WORK INSTRUCTIONS
The lines to copy are those in the listing that hold the word "CharClass".
*** Opening of DATA FOR THE TASK ***
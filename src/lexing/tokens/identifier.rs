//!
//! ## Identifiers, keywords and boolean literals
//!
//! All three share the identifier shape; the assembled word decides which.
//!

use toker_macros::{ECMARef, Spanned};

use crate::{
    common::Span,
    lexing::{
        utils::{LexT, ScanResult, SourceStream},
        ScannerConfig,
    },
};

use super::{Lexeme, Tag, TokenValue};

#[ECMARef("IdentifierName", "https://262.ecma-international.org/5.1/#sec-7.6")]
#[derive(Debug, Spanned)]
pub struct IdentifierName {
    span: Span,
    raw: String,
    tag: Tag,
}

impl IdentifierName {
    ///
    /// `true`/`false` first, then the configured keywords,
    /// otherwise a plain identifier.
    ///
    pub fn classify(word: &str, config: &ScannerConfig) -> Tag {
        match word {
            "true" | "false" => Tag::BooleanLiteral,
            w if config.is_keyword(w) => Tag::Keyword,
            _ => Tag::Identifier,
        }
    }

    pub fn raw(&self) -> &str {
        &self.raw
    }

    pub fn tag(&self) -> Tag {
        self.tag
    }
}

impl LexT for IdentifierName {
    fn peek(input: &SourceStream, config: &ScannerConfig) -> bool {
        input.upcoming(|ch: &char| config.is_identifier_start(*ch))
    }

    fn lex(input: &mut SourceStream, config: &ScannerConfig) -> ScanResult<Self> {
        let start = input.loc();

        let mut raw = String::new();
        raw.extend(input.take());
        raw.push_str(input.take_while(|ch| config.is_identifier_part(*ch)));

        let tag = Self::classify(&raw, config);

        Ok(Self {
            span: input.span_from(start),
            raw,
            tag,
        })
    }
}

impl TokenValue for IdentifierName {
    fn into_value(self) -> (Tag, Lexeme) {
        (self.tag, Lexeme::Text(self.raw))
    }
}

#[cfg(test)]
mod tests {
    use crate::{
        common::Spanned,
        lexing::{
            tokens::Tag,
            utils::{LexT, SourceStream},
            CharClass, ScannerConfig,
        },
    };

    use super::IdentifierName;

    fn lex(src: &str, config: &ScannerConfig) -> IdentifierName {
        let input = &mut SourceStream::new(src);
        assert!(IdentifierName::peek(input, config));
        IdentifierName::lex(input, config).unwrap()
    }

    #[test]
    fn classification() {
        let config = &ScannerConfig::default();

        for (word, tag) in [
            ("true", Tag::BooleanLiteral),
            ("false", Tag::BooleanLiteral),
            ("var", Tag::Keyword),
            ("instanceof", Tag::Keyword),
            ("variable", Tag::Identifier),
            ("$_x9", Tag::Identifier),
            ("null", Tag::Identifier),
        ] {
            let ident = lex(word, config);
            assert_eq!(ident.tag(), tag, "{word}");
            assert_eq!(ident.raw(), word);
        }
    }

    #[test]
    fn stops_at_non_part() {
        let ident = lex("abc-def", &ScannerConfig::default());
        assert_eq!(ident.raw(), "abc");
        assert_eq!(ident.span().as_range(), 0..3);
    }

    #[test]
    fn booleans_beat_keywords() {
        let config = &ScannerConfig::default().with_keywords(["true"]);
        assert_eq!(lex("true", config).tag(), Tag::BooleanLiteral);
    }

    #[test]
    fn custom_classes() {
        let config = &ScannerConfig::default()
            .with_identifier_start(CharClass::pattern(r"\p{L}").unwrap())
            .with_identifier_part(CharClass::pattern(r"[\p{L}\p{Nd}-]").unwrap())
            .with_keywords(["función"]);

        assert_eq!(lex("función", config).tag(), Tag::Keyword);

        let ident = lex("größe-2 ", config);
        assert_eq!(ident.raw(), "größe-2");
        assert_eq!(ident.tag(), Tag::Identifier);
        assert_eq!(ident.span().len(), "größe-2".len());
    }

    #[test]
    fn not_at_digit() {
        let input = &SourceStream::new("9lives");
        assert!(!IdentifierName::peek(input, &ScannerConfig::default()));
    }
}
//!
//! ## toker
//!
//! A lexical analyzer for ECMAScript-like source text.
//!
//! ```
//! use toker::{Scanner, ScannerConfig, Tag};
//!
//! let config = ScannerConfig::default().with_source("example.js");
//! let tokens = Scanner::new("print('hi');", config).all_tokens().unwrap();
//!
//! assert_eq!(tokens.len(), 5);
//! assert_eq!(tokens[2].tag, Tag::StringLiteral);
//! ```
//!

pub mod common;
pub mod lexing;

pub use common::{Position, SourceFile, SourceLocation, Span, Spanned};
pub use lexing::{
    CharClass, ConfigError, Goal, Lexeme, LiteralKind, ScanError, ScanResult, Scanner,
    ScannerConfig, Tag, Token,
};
*** Close of DATA FOR THE TASK ***
RESPONSE FOR THIS EXERCISE
            CharClass, ScannerConfig,
            .with_identifier_start(CharClass::pattern(r"\p{L}").unwrap())
            .with_identifier_part(CharClass::pattern(r"[\p{L}\p{Nd}-]").unwrap())
    CharClass, ConfigError, Goal, Lexeme, LiteralKind, ScanError, ScanResult, Scanner,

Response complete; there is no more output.